My partner, who I love very much, said about the other tutor after that open day: "maybe he just didn't understand you and you took what he was saying wrong", and I went with what my partner said because the idea that the first tutor was mercilessly sexist and ablest for no reason was really hard. However in my gut I knew this guy had been really bad, and I've been hyper-fixating on it and getting very anxious about it ever since because "what if I can't do this course" "what if he was right" "what if there is no hope for me" "what if I am so disabled I can't do anything, and I'll never be able to get a job again" "who the fuck would hire me?".
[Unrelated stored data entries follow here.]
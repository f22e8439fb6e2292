//! User configuration management

use anyhow::{Context, Result};
use serde::{Deserialize, Serialize};
use std::fs;
use std::path::PathBuf;
use std::time::Duration;
use tracing::debug;

use super::get_app_dir;

pub const DEFAULT_DATA_FILE: &str = "tasks.txt";

#[derive(Debug, Clone, Default, Serialize, Deserialize)]
pub struct Config {
    #[serde(default)]
    pub storage: StorageConfig,

    #[serde(default)]
    pub ui: UiConfig,
}

#[derive(Debug, Clone, Serialize, Deserialize)]
pub struct StorageConfig {
    /// Task data file; defaults to `tasks.txt` in the app directory
    #[serde(default, skip_serializing_if = "Option::is_none")]
    pub data_file: Option<String>,

    /// Save after every change instead of only on `bye`
    #[serde(default)]
    pub autosave: bool,

    #[serde(default = "default_true")]
    pub backup: bool,
}

impl Default for StorageConfig {
    fn default() -> Self {
        Self {
            data_file: None,
            autosave: false,
            backup: true,
        }
    }
}

impl StorageConfig {
    pub fn data_file_path(&self) -> Result<PathBuf> {
        match &self.data_file {
            Some(path) => Ok(expand_home(path)),
            None => Ok(get_app_dir()?.join(DEFAULT_DATA_FILE)),
        }
    }
}

#[derive(Debug, Clone, Serialize, Deserialize)]
pub struct UiConfig {
    /// How long the farewell stays on screen after `bye`
    #[serde(default = "default_exit_delay_ms")]
    pub exit_delay_ms: u64,

    #[serde(default = "default_true")]
    pub show_greeting: bool,

    #[serde(default, skip_serializing_if = "Option::is_none")]
    pub user_name: Option<String>,
}

impl Default for UiConfig {
    fn default() -> Self {
        Self {
            exit_delay_ms: default_exit_delay_ms(),
            show_greeting: true,
            user_name: None,
        }
    }
}

impl UiConfig {
    pub fn exit_delay(&self) -> Duration {
        Duration::from_millis(self.exit_delay_ms)
    }
}

fn default_true() -> bool {
    true
}

fn default_exit_delay_ms() -> u64 {
    2000
}

/// Expand a leading `~/` to the home directory
pub fn expand_home(path: &str) -> PathBuf {
    if let Some(stripped) = path.strip_prefix("~/") {
        if let Some(home) = dirs::home_dir() {
            return home.join(stripped);
        }
    }
    PathBuf::from(path)
}

fn config_path() -> Result<PathBuf> {
    Ok(get_app_dir()?.join("config.toml"))
}

impl Config {
    pub fn load() -> Result<Self> {
        Ok(load_config()?.unwrap_or_default())
    }
}

pub fn load_config() -> Result<Option<Config>> {
    let path = config_path()?;
    if !path.exists() {
        debug!("No config at {}, using defaults", path.display());
        return Ok(None);
    }

    let content = fs::read_to_string(&path)
        .with_context(|| format!("Failed to read config from {:?}", path))?;
    let config: Config =
        toml::from_str(&content).with_context(|| format!("Invalid config in {:?}", path))?;
    Ok(Some(config))
}

pub fn save_config(config: &Config) -> Result<()> {
    let path = config_path()?;
    let content = toml::to_string_pretty(config)?;
    fs::write(&path, content).with_context(|| format!("Failed to write config to {:?}", path))?;
    Ok(())
}
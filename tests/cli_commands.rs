//! Runs the built binary the way scripts would

use std::io::Write;
use std::path::Path;
use std::process::{Command, Output, Stdio};

use tempfile::TempDir;

fn taskpal(home: &Path) -> Command {
    let mut command = Command::new(env!("CARGO_BIN_EXE_taskpal"));
    command
        .env("TASKPAL_HOME", home)
        .env_remove("TASKPAL_FILE")
        .env_remove("TASKPAL_DEBUG");
    command
}

fn run(home: &Path, args: &[&str]) -> Output {
    taskpal(home).args(args).output().expect("Failed to run taskpal")
}

fn stdout(output: &Output) -> String {
    String::from_utf8_lossy(&output.stdout).into_owned()
}

#[test]
fn test_run_then_list() {
    let temp = TempDir::new().unwrap();

    let added = run(temp.path(), &["run", "todo", "read", "book"]);
    assert!(added.status.success());
    assert!(stdout(&added).contains("Now you have 1 task in the list."));

    run(temp.path(), &["run", "deadline", "report", "/by", "2/12/2024", "18:00"]);
    run(temp.path(), &["run", "mark", "1"]);

    let listed = run(temp.path(), &["list"]);
    assert_eq!(
        stdout(&listed),
        "1.[T][X] read book\n2.[D][ ] report (by: Dec 2 2024, 6:00PM)\n"
    );

    let pending = run(temp.path(), &["ls", "--pending"]);
    assert_eq!(stdout(&pending), "2.[D][ ] report (by: Dec 2 2024, 6:00PM)\n");
}

#[test]
fn test_run_error_exits_nonzero() {
    let temp = TempDir::new().unwrap();

    let output = run(temp.path(), &["run", "delete", "-1"]);
    assert!(!output.status.success());
    assert!(String::from_utf8_lossy(&output.stderr).contains("out of range"));
}

#[test]
fn test_list_json() {
    let temp = TempDir::new().unwrap();
    run(
        temp.path(),
        &["run", "event", "camp", "/from", "2024-06-01", "08:00", "/to", "2024-06-03", "17:00"],
    );

    let output = run(temp.path(), &["list", "--json"]);
    let rows: serde_json::Value = serde_json::from_slice(&output.stdout).unwrap();
    assert_eq!(rows[0]["number"], 1);
    assert_eq!(rows[0]["kind"], "event");
    assert_eq!(rows[0]["from"], "2024-06-01 08:00");
    assert!(rows[0].get("by").is_none());
}

#[test]
fn test_file_flag_overrides_app_dir() {
    let temp = TempDir::new().unwrap();
    let file = temp.path().join("other.txt");

    let output = run(
        temp.path(),
        &["--file", file.to_str().unwrap(), "run", "todo", "x"],
    );
    assert!(output.status.success());
    assert_eq!(std::fs::read_to_string(&file).unwrap(), "T | 0 | x\n");
    assert!(!temp.path().join("tasks.txt").exists());
}

#[test]
fn test_piped_input_uses_line_chat() {
    let temp = TempDir::new().unwrap();

    let mut child = taskpal(temp.path())
        .stdin(Stdio::piped())
        .stdout(Stdio::piped())
        .spawn()
        .expect("Failed to spawn taskpal");
    child
        .stdin
        .take()
        .unwrap()
        .write_all(b"todo a\nlist\nbye\n")
        .unwrap();
    let output = child.wait_with_output().unwrap();

    assert!(output.status.success());
    let text = stdout(&output);
    assert!(text.contains("1.[T][ ] a"));
    assert!(text.trim_end().ends_with("Bye. Hope to see you again soon!"));
    assert_eq!(
        std::fs::read_to_string(temp.path().join("tasks.txt")).unwrap(),
        "T | 0 | a\n"
    );
}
- So I was right. I knew I should have just put my foot down and said to my partner "no dude, he was being a massive ablest piece of shit who made me doubt myself for literally no reason", because I'm rarely wrong about these things, and my partner is a man who maybe does not quite understand sometimes what sexism etc. looks like in every-day (he sees the best in people while I'm a cynic) but man yeah that first tutor really shook me and I nearly didn't go to college at all because of that open day.
[ Edit: I've talked to my partner about why what he said was wrong, and he gets it now. He has a habit of downplaying bad things that happen to him as a defensive mechanism, and this time he did that but directed at me. We're all good, he knows in future that if I tell him a sexist thing happened or whatever, that it was very likely actually sexism and the correct response is to go "what a dickhead" and join me in being mad about it lol. ]
TLDR: Ableism and Sexism can suck mah balls and I wasn't expecting to find those attitudes when trying to learn to be a Chef at my local technical college. The tutor who was a dickhead basically told me to "go make cakes" because I'm a woman. He told me I probably couldn't do the course at all because of my "issues" - the issues here being ADHD obv, because being a Chef is very difficult and someone with my difficulties would struggle to do it (which maybe I will struggle, but maybe I'll absolutely love the routines instead).
If our people can be god-damn Dr's then our people can be Chefs. Fuck all of these motherfuckers who would keep us down, especially during Covid when lives have been ruined and changed forever in big ways.